Return all the lines below in which the string "DuplicateRoot" appears.

Raw data START

//! Scan, transform and merge pipeline
//!
//! A run moves through three phases and never goes back:
//!
//! 1. **Scanning**: find `*.json` candidates in the target directory
//! 2. **Processing**: parse each candidate, extract its `Root` key and insert
//!    the resulting preset; a bad file is recorded and skipped
//! 3. **Writing**: serialize the merged document, unless it is empty or the
//!    run is a dry run
//!
//! Only a failure in phase 1 or 3 ends the run with an error.

use indexmap::IndexMap;
use serde_json::Value;
use std::path::{Path, PathBuf};

use crate::config::MergeConfig;
use crate::discovery::{DiscoveredFile, discover};
use crate::error::{PresetError, Result, invalid_json, processing_failed};
use crate::preset::{Preset, RootError, json_type_name, root_key};
use crate::ui::MergeReporter;
use crate::writer::write_json_atomic;

/// Root key to preset, in insertion order
pub type MergedDocument = IndexMap<String, Preset>;

/// A file that contributed nothing to the output
#[derive(Debug)]
pub struct SkippedFile {
    pub file: String,
    pub error: PresetError,
}

/// A root key that was seen more than once
#[derive(Debug, Clone, PartialEq, Eq)]
pub struct DuplicateRoot {
    pub root: String,
    /// The file whose preset replaced the earlier one
    pub file: String,
}

/// What happened during a run
#[derive(Debug, Default)]
pub struct MergeSummary {
    /// Every matching file name, output file included
    pub found: Vec<String>,
    /// Files processed, in order
    pub processed: Vec<String>,
    pub skipped: Vec<SkippedFile>,
    pub duplicates: Vec<DuplicateRoot>,
    /// Number of presets in the merged document
    pub merged: usize,
    pub output: PathBuf,
}

/// Result of a completed run
#[derive(Debug)]
pub struct MergeOutcome {
    /// Whether the output file was created or replaced
    pub written: bool,
    pub summary: MergeSummary,
    pub document: MergedDocument,
}

/// Parse one file and turn it into a `(root, preset)` pair.
pub fn process_file(path: &Path, name: &str) -> Result<(String, Preset)> {
    let bytes = std::fs::read(path).map_err(|e| processing_failed(name, e.to_string()))?;
    let text = String::from_utf8(bytes).map_err(|e| processing_failed(name, e.to_string()))?;
    let value: Value = serde_json::from_str(&text).map_err(|e| invalid_json(name, e.to_string()))?;

    let source = match value {
        Value::Object(map) => map,
        other => {
            return Err(processing_failed(
                name,
                format!(
                    "top-level value is {}, expected an object",
                    article(json_type_name(&other))
                ),
            ));
        }
    };

    let root = root_key(&source).map_err(|e| match e {
        RootError::Missing => PresetError::MissingRoot {
            path: name.to_string(),
        },
        RootError::Unusable(kind) => {
            processing_failed(name, format!("'Root' is {}, which cannot be a key", article(kind)))
        }
    })?;

    Ok((root, Preset::from_source(&source)))
}

fn article(kind: &str) -> String {
    if kind.starts_with(['a', 'e', 'i', 'o', 'u']) {
        format!("an {kind}")
    } else {
        format!("a {kind}")
    }
}

/// Insert `preset` under `root`, returning whether an earlier entry was replaced.
///
/// A replaced key keeps its original position in the document.
pub fn insert_preset(document: &mut MergedDocument, root: String, preset: Preset) -> bool {
    document.insert(root, preset).is_some()
}

/// Run the whole pipeline for `config`.
pub fn run(config: &MergeConfig, reporter: &mut dyn MergeReporter) -> Result<MergeOutcome> {
    let output = config.output_path();

    // Scanning
    let discovery = discover(&config.directory, &config.output_name)?;
    reporter.found_files(&discovery.found);
    if discovery.output_excluded {
        reporter.output_excluded(&config.output_name);
    }

    let mut summary = MergeSummary {
        found: discovery.found,
        output: output.clone(),
        ..MergeSummary::default()
    };
    let mut document = MergedDocument::new();

    // Processing
    for DiscoveredFile { name, path } in discovery.candidates {
        reporter.processing(&name);
        summary.processed.push(name.clone());

        match process_file(&path, &name) {
            Ok((root, preset)) => {
                if insert_preset(&mut document, root.clone(), preset) {
                    reporter.duplicate(&name, &root);
                    summary.duplicates.push(DuplicateRoot { root, file: name });
                } else {
                    reporter.added(&name, &root);
                }
            }
            Err(error) if error.is_per_file() => {
                reporter.skipped(&name, &error);
                summary.skipped.push(SkippedFile { file: name, error });
            }
            Err(error) => return Err(error),
        }
    }
    summary.merged = document.len();

    // Writing
    if document.is_empty() {
        reporter.nothing_to_write();
        return Ok(MergeOutcome {
            written: false,
            summary,
            document,
        });
    }

    if config.dry_run {
        reporter.dry_run(document.len(), &output);
        return Ok(MergeOutcome {
            written: false,
            summary,
            document,
        });
    }

    write_json_atomic(&document, &output)?;
    reporter.written(document.len(), &output);

    Ok(MergeOutcome {
        written: true,
        summary,
        document,
    })
}

#[cfg(test)]
mod tests {
    use super::*;
    use crate::ui::SilentReporter;
    use serde_json::json;
    use std::fs;
    use tempfile::TempDir;

    /// Reporter that records events for assertions
    #[derive(Default)]
    struct RecordingReporter {
        events: Vec<String>,
    }

    impl MergeReporter for RecordingReporter {
        fn found_files(&mut self, files: &[String]) {
            self.events.push(format!("found {}", files.join(",")));
        }
        fn output_excluded(&mut self, name: &str) {
            self.events.push(format!("excluded {name}"));
        }
        fn processing(&mut self, file: &str) {
            self.events.push(format!("processing {file}"));
        }
        fn skipped(&mut self, file: &str, _error: &PresetError) {
            self.events.push(format!("skipped {file}"));
        }
        fn added(&mut self, file: &str, root: &str) {
            self.events.push(format!("added {file} {root}"));
        }
        fn duplicate(&mut self, file: &str, root: &str) {
            self.events.push(format!("duplicate {file} {root}"));
        }
        fn nothing_to_write(&mut self) {
            self.events.push("nothing".to_string());
        }
        fn written(&mut self, count: usize, _output: &Path) {
            self.events.push(format!("written {count}"));
        }
        fn dry_run(&mut self, count: usize, _output: &Path) {
            self.events.push(format!("dry-run {count}"));
        }
        fn finished(&mut self, outcome: &MergeOutcome) {
            self.events.push(format!("finished {}", outcome.written));
        }
    }

    fn workspace(files: &[(&str, &str)]) -> TempDir {
        let temp = TempDir::new().unwrap();
        for (name, content) in files {
            fs::write(temp.path().join(name), content).unwrap();
        }
        temp
    }

    fn read_output(temp: &TempDir) -> Value {
        let text = fs::read_to_string(temp.path().join("generated_presets.json")).unwrap();
        serde_json::from_str(&text).unwrap()
    }

    #[test]
    fn test_round_trip_record() {
        let temp = workspace(&[(
            "r1.json",
            r#"{"Root":"r1","Id":"i1","Name":"n1","Parent":"p1","Items":[1,2]}"#,
        )]);

        let outcome = run(&MergeConfig::new(temp.path()), &mut SilentReporter).unwrap();
        assert!(outcome.written);
        assert_eq!(
            read_output(&temp),
            json!({
                "r1": {
                    "_changeWeaponName": false,
                    "_id": "i1",
                    "_items": [1, 2],
                    "_name": "n1",
                    "_parent": "p1",
                    "_type": "Preset"
                }
            })
        );
    }

    #[test]
    fn test_duplicate_root_last_file_wins() {
        let temp = workspace(&[
            ("a.json", r#"{"Root":"X","Id":1}"#),
            ("b.json", r#"{"Root":"X","Id":2}"#),
        ]);
        let mut reporter = RecordingReporter::default();

        let outcome = run(&MergeConfig::new(temp.path()), &mut reporter).unwrap();
        assert_eq!(read_output(&temp)["X"]["_id"], json!(2));
        assert_eq!(
            outcome.summary.duplicates,
            vec![DuplicateRoot {
                root: "X".to_string(),
                file: "b.json".to_string()
            }]
        );
        assert_eq!(outcome.summary.merged, 1);
        assert!(reporter.events.contains(&"duplicate b.json X".to_string()));
    }

    #[test]
    fn test_duplicate_keeps_first_position() {
        let temp = workspace(&[
            ("a.json", r#"{"Root":"first","Id":1}"#),
            ("b.json", r#"{"Root":"second"}"#),
            ("c.json", r#"{"Root":"first","Id":3}"#),
        ]);

        let outcome = run(&MergeConfig::new(temp.path()), &mut SilentReporter).unwrap();
        let keys: Vec<&str> = outcome.document.keys().map(String::as_str).collect();
        assert_eq!(keys, vec!["first", "second"]);
        assert_eq!(outcome.document["first"].id, json!(3));

        let text = fs::read_to_string(temp.path().join("generated_presets.json")).unwrap();
        assert!(text.find("\"first\"").unwrap() < text.find("\"second\"").unwrap());
    }

    #[test]
    fn test_invalid_json_is_skipped() {
        let temp = workspace(&[
            ("bad.json", "{ not json"),
            ("good.json", r#"{"Root":"ok"}"#),
        ]);

        let outcome = run(&MergeConfig::new(temp.path()), &mut SilentReporter).unwrap();
        assert!(outcome.written);
        assert_eq!(outcome.summary.skipped.len(), 1);
        assert_eq!(outcome.summary.skipped[0].file, "bad.json");
        assert!(matches!(
            outcome.summary.skipped[0].error,
            PresetError::InvalidJson { .. }
        ));

        let output = read_output(&temp);
        let keys: Vec<&String> = output.as_object().unwrap().keys().collect();
        assert_eq!(keys, vec!["ok"]);
    }

    #[test]
    fn test_missing_root_adds_nothing() {
        let temp = workspace(&[
            ("empty.json", r#"{"Root":"","Id":"x"}"#),
            ("none.json", r#"{"Id":"y"}"#),
            ("zero.json", r#"{"Root":0}"#),
            ("valid.json", r#"{"Root":"v"}"#),
        ]);

        let outcome = run(&MergeConfig::new(temp.path()), &mut SilentReporter).unwrap();
        assert_eq!(outcome.summary.merged, 1);
        assert_eq!(outcome.summary.skipped.len(), 3);
        assert!(
            outcome
                .summary
                .skipped
                .iter()
                .all(|s| matches!(s.error, PresetError::MissingRoot { .. }))
        );
    }

    #[test]
    fn test_non_object_root_is_processing_error() {
        let temp = workspace(&[("list.json", "[1, 2, 3]"), ("ok.json", r#"{"Root":"a"}"#)]);

        let outcome = run(&MergeConfig::new(temp.path()), &mut SilentReporter).unwrap();
        match &outcome.summary.skipped[0].error {
            PresetError::ProcessingFailed { reason, .. } => {
                assert!(reason.contains("an array"), "got: {reason}");
            }
            other => panic!("unexpected error: {other:?}"),
        }
        assert_eq!(outcome.summary.merged, 1);
    }

    #[test]
    fn test_non_utf8_file_is_processing_error() {
        let temp = TempDir::new().unwrap();
        fs::write(temp.path().join("latin1.json"), b"{\"Root\":\"caf\xe9\"}").unwrap();

        let outcome = run(&MergeConfig::new(temp.path()), &mut SilentReporter).unwrap();
        assert!(!outcome.written);
        assert!(matches!(
            outcome.summary.skipped[0].error,
            PresetError::ProcessingFailed { .. }
        ));
    }

    #[test]
    fn test_empty_directory_writes_nothing() {
        let temp = TempDir::new().unwrap();
        let mut reporter = RecordingReporter::default();

        let outcome = run(&MergeConfig::new(temp.path()), &mut reporter).unwrap();
        assert!(!outcome.written);
        assert!(!temp.path().join("generated_presets.json").exists());
        assert_eq!(reporter.events, vec!["found ", "nothing"]);
    }

    #[test]
    fn test_only_invalid_files_keep_existing_output() {
        let temp = workspace(&[
            ("generated_presets.json", r#"{"old": {}}"#),
            ("bad.json", "nope"),
        ]);

        let outcome = run(&MergeConfig::new(temp.path()), &mut SilentReporter).unwrap();
        assert!(!outcome.written);
        assert_eq!(
            fs::read_to_string(temp.path().join("generated_presets.json")).unwrap(),
            r#"{"old": {}}"#
        );
    }

    #[test]
    fn test_output_file_is_never_an_input() {
        let temp = workspace(&[
            ("generated_presets.json", r#"{"Root":"from-output"}"#),
            ("a.json", r#"{"Root":"a"}"#),
        ]);
        let mut reporter = RecordingReporter::default();

        let outcome = run(&MergeConfig::new(temp.path()), &mut reporter).unwrap();
        assert_eq!(outcome.summary.processed, vec!["a.json".to_string()]);
        assert!(!outcome.document.contains_key("from-output"));
        assert!(
            reporter
                .events
                .contains(&"excluded generated_presets.json".to_string())
        );
    }

    #[test]
    fn test_dry_run_does_not_write() {
        let temp = workspace(&[("a.json", r#"{"Root":"a"}"#)]);
        let mut config = MergeConfig::new(temp.path());
        config.dry_run = true;
        let mut reporter = RecordingReporter::default();

        let outcome = run(&config, &mut reporter).unwrap();
        assert!(!outcome.written);
        assert_eq!(outcome.summary.merged, 1);
        assert!(!temp.path().join("generated_presets.json").exists());
        assert_eq!(reporter.events.last().unwrap(), "dry-run 1");
    }

    #[test]
    fn test_custom_output_name() {
        let temp = workspace(&[("a.json", r#"{"Root":"a"}"#)]);
        let mut config = MergeConfig::new(temp.path());
        config.output_name = "weapons.json".to_string();

        let outcome = run(&config, &mut SilentReporter).unwrap();
        assert!(outcome.written);
        assert!(temp.path().join("weapons.json").exists());
        assert_eq!(outcome.summary.output, temp.path().join("weapons.json"));
    }

    #[test]
    fn test_event_order() {
        let temp = workspace(&[
            ("a.json", r#"{"Root":"k"}"#),
            ("b.json", "{}"),
        ]);
        let mut reporter = RecordingReporter::default();

        run(&MergeConfig::new(temp.path()), &mut reporter).unwrap();
        assert_eq!(
            reporter.events,
            vec![
                "found a.json,b.json",
                "processing a.json",
                "added a.json k",
                "processing b.json",
                "skipped b.json",
                "written 1",
            ]
        );
    }

    #[test]
    fn test_missing_directory_is_fatal() {
        let temp = TempDir::new().unwrap();
        let result = run(
            &MergeConfig::new(temp.path().join("absent")),
            &mut SilentReporter,
        );
        assert!(matches!(result, Err(PresetError::DirectoryReadFailed { .. })));
    }
}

Raw data END

[Solution to this exercise]
pub struct DuplicateRoot {
    pub duplicates: Vec<DuplicateRoot>,
                    summary.duplicates.push(DuplicateRoot { root, file: name });
            vec![DuplicateRoot {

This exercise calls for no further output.